Growing up in Oregon provided me with a support group of family, peers and teachers committed to social and environmental consciousness.  In Portland, I was fortunate enough to attend The Catlin Gabel School, where we were introduced to thinkers from Henry David Thoreau to Edward Abbey to Buckminster Fuller.  Every year each class would participate in environmental restoration projects.  We spent days on Mt. Hood thinning too-closely replanted fir trees, stripping their bark and branches to build buck and rail fence to exclude range cattle from fragile streambeds.  Designing, organizing and planning to improveenvironment and community is a part of my life.

Studying furniture and metalsmithing at The Oregon College of Art and Craft indulged my desire to create.  I was introduced to fine art, and the conceptual language of art furniture, and the dynamic tension between form and function.  Graduating with a B.F.A. in wood and metal, I spent the following eight years building within Portland’s design community creating work ranging from two story mobile meeting rooms to art deco inspired cast bronze handles.

Building on an industrial scale has made me acutely aware of the time, energy and material that can be lost as a result of inefficient design.  The objects and built environments we occupy are too often a result of a disconnected design process.  Architects shape our cities and towns, but the citizens often have very little input throughout the process.  The United States were formed by self sufficient pioneers striving for independence.  Currently we exist in a capitalistic consumer driven culture where so many decisions are made for us, with out our knowledge.  Too much of the production and industry that sustained us has moved outside our borders.  As a country we are realizing we need to regain a mode of self reliance.

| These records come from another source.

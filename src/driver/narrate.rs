//! Progress narration on stdout

use colored::*;
use serde_json::Value;

use super::exchange::format_arguments;

const RULE_WIDTH: usize = 60;

/// Prints what an exchange is doing. Purely observational.
#[derive(Debug, Clone, Copy)]
pub struct Narrator {
    enabled: bool,
}

impl Narrator {
    pub fn new(enabled: bool) -> Self {
        Self { enabled }
    }

    pub fn is_enabled(&self) -> bool {
        self.enabled
    }

    pub fn user(&self, text: &str) {
        if self.enabled {
            println!("{} {}\n", "User:".bold(), text);
        }
    }

    pub fn calling_tools(&self) {
        if self.enabled {
            println!("{}\n", "Model is calling tools...".yellow());
        }
    }

    pub fn tool_call(&self, name: &str, arguments: &Value) {
        if self.enabled {
            println!("{} {}({})", "Calling:".cyan(), name, format_arguments(arguments));
        }
    }

    pub fn tool_result(&self, content: &str) {
        if self.enabled {
            println!("{} {}\n", "Result:".cyan(), content);
        }
    }

    pub fn answer(&self, text: &str) {
        if self.enabled {
            println!("{} {}\n", "Assistant:".green().bold(), text);
        }
    }

    /// Heavy rule with a title, for demo start and end
    pub fn banner(&self, title: &str) {
        if self.enabled {
            let rule = "=".repeat(RULE_WIDTH);
            println!("{}\n{}\n{}", rule, title.bold(), rule);
        }
    }

    /// Light rule under a section title
    pub fn section(&self, title: &str) {
        if self.enabled {
            println!("\n{}\n{}", title.bold(), "-".repeat(RULE_WIDTH));
        }
    }
}
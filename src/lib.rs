//! ollama-tools - tool-calling chat driver
//!
//! Sends a user message plus a tool catalog to an Ollama-compatible chat
//! endpoint, runs any tools the model asks for, and feeds the results back
//! for a final answer.

pub mod driver;
pub mod error;
pub mod llm;
pub mod tools;

pub use error::{ChatError, Result};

This realization is exciting, it is a chance to reconnect with the shape of our surroundings.  People are hungry for ways to cut out the corporate middle man.  Hope lies within our strong D.Y.I. movement and the resurgence of craft in the art world.  Value is now placed on local production and distribution creating a market for Community Supported Agriculture.  We are learning the importance of holistic design that considers the life cycle of the materials and products we consume.  A sense of belonging, and cultural identity develops when we become a part of local self sustaining systems.

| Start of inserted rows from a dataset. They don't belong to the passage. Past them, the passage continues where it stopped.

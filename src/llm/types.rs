//! LLM types for Ollama chat API communication
//!
//! This module defines the conversation, tool, request and response types
//! exchanged with the chat endpoint.

use serde::{Deserialize, Deserializer, Serialize};
use serde_json::{Map, Value};

/// Role in a conversation
#[derive(Debug, Clone, Copy, PartialEq, Eq, Serialize, Deserialize)]
#[serde(rename_all = "lowercase")]
pub enum Role {
    User,
    Assistant,
    Tool,
}

/// A message in the conversation
///
/// Assistant messages may carry the tool invocations the model asked for;
/// every other role only carries text.
#[derive(Debug, Clone, PartialEq, Serialize, Deserialize)]
pub struct Message {
    pub role: Role,
    #[serde(default, deserialize_with = "null_as_default")]
    pub content: String,
    #[serde(default, deserialize_with = "null_as_default", skip_serializing_if = "Vec::is_empty")]
    pub tool_calls: Vec<ToolCall>,
}

impl Message {
    /// Create a user message
    pub fn user(content: impl Into<String>) -> Self {
        Self::text(Role::User, content)
    }

    /// Create an assistant message
    pub fn assistant(content: impl Into<String>) -> Self {
        Self::text(Role::Assistant, content)
    }

    /// Create a tool result message
    pub fn tool(content: impl Into<String>) -> Self {
        Self::text(Role::Tool, content)
    }

    /// Create an assistant message that requests tool invocations
    pub fn assistant_with_tool_calls(content: impl Into<String>, tool_calls: Vec<ToolCall>) -> Self {
        Self {
            role: Role::Assistant,
            content: content.into(),
            tool_calls,
        }
    }

    fn text(role: Role, content: impl Into<String>) -> Self {
        Self {
            role,
            content: content.into(),
            tool_calls: Vec::new(),
        }
    }

    /// Whether the model asked for at least one tool invocation
    pub fn has_tool_calls(&self) -> bool {
        !self.tool_calls.is_empty()
    }
}

/// Ollama sends `null` for absent content and tool lists on some models.
fn null_as_default<'de, D, T>(deserializer: D) -> Result<T, D::Error>
where
    D: Deserializer<'de>,
    T: Default + Deserialize<'de>,
{
    Ok(Option::<T>::deserialize(deserializer)?.unwrap_or_default())
}

/// A tool invocation requested by the model
#[derive(Debug, Clone, PartialEq, Serialize, Deserialize)]
pub struct ToolCall {
    #[serde(default, skip_serializing_if = "Option::is_none")]
    pub id: Option<String>,
    pub function: FunctionCall,
}

/// Name and arguments of a requested invocation
#[derive(Debug, Clone, PartialEq, Serialize, Deserialize)]
pub struct FunctionCall {
    pub name: String,
    #[serde(default)]
    pub arguments: Value,
}

impl ToolCall {
    /// Create a new tool call
    pub fn new(name: impl Into<String>, arguments: Value) -> Self {
        Self {
            id: None,
            function: FunctionCall {
                name: name.into(),
                arguments,
            },
        }
    }

    /// Requested tool name
    pub fn name(&self) -> &str {
        &self.function.name
    }

    /// Arguments as a JSON object.
    ///
    /// OpenAI-style servers encode the arguments as a JSON string; those are
    /// decoded here. Missing arguments become an empty object.
    pub fn arguments(&self) -> serde_json::Result<Value> {
        match &self.function.arguments {
            Value::Null => Ok(Value::Object(Map::new())),
            Value::String(raw) if raw.trim().is_empty() => Ok(Value::Object(Map::new())),
            Value::String(raw) => serde_json::from_str(raw),
            other => Ok(other.clone()),
        }
    }
}

/// Tool descriptor in the catalog sent to the model
#[derive(Debug, Clone, PartialEq, Serialize, Deserialize)]
pub struct ToolDefinition {
    #[serde(rename = "type")]
    pub kind: String,
    pub function: FunctionDefinition,
}

/// Function part of a tool descriptor
#[derive(Debug, Clone, PartialEq, Serialize, Deserialize)]
pub struct FunctionDefinition {
    pub name: String,
    pub description: String,
    pub parameters: Value,
}

impl ToolDefinition {
    /// Create a function tool definition
    pub fn function(name: impl Into<String>, description: impl Into<String>, parameters: Value) -> Self {
        Self {
            kind: "function".to_string(),
            function: FunctionDefinition {
                name: name.into(),
                description: description.into(),
                parameters,
            },
        }
    }

    /// Tool name
    pub fn name(&self) -> &str {
        &self.function.name
    }
}

/// Request to the LLM for completion
#[derive(Debug, Clone, Default, Serialize)]
pub struct CompletionRequest {
    pub messages: Vec<Message>,
    #[serde(skip_serializing_if = "Vec::is_empty")]
    pub tools: Vec<ToolDefinition>,
}

impl CompletionRequest {
    /// Create a request over the given conversation
    pub fn new(messages: Vec<Message>) -> Self {
        Self {
            messages,
            ..Default::default()
        }
    }

    /// Add a message to the request
    pub fn with_message(mut self, message: Message) -> Self {
        self.messages.push(message);
        self
    }

    /// Add a user message
    pub fn with_user_message(self, content: impl Into<String>) -> Self {
        self.with_message(Message::user(content))
    }

    /// Attach a tool catalog
    pub fn with_tools(mut self, tools: Vec<ToolDefinition>) -> Self {
        self.tools = tools;
        self
    }
}

/// Response from the LLM
#[derive(Debug, Clone, PartialEq)]
pub struct CompletionResponse {
    pub message: Message,
    pub done_reason: Option<String>,
    pub usage: Usage,
}

impl CompletionResponse {
    /// Plain text answer
    pub fn text(content: impl Into<String>) -> Self {
        Self {
            message: Message::assistant(content),
            done_reason: Some("stop".to_string()),
            usage: Usage::default(),
        }
    }

    /// Answer that requests tool invocations
    pub fn with_tool_calls(tool_calls: Vec<ToolCall>) -> Self {
        Self {
            message: Message::assistant_with_tool_calls("", tool_calls),
            done_reason: Some("stop".to_string()),
            usage: Usage::default(),
        }
    }

    /// Assistant text content
    pub fn content(&self) -> &str {
        &self.message.content
    }

    /// Tool invocations requested by the model
    pub fn tool_calls(&self) -> &[ToolCall] {
        &self.message.tool_calls
    }

    /// Check if the response asks for tool execution
    pub fn needs_tool_execution(&self) -> bool {
        self.message.has_tool_calls()
    }
}

/// Token usage statistics
#[derive(Debug, Clone, Copy, Default, PartialEq, Eq, Serialize, Deserialize)]
pub struct Usage {
    pub input_tokens: u64,
    pub output_tokens: u64,
}

impl Usage {
    /// Create new usage stats
    pub fn new(input_tokens: u64, output_tokens: u64) -> Self {
        Self {
            input_tokens,
            output_tokens,
        }
    }

    /// Calculate total tokens
    pub fn total(&self) -> u64 {
        self.input_tokens + self.output_tokens
    }

    /// Accumulate usage from another instance
    pub fn add(&mut self, other: &Usage) {
        self.input_tokens += other.input_tokens;
        self.output_tokens += other.output_tokens;
    }
}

The movement towards local, sustainable methods of production will soon change the way we build our environments.  I want to close the gap between design and building in my community.  A small design/build company can respond directly to the needs of their clients.  Projects built through a design firm, architecture firm, engineering firm then to a construction company have so many chances for the initial vision to be lost.  It is my goal to create personalized environments, interiors and objects specific to individuals needs.

Category: Author Introductions One comment »

One Response to “Reconnectedness”

  1. Anne Crumpacker

    Dave,
    Appreciate your values and how you have evolved as a human being in the Northwest.
    Love the bamboo structure and want to know more about it. It is reminiscent of Big Bambu at the Met and the design of the arteries which are built throughtout the structure as pathways for the public.
    Your friend and my daughter, Cate, subscribes to a CSA in NYC! Every week is a new adventure – food wise – for her family.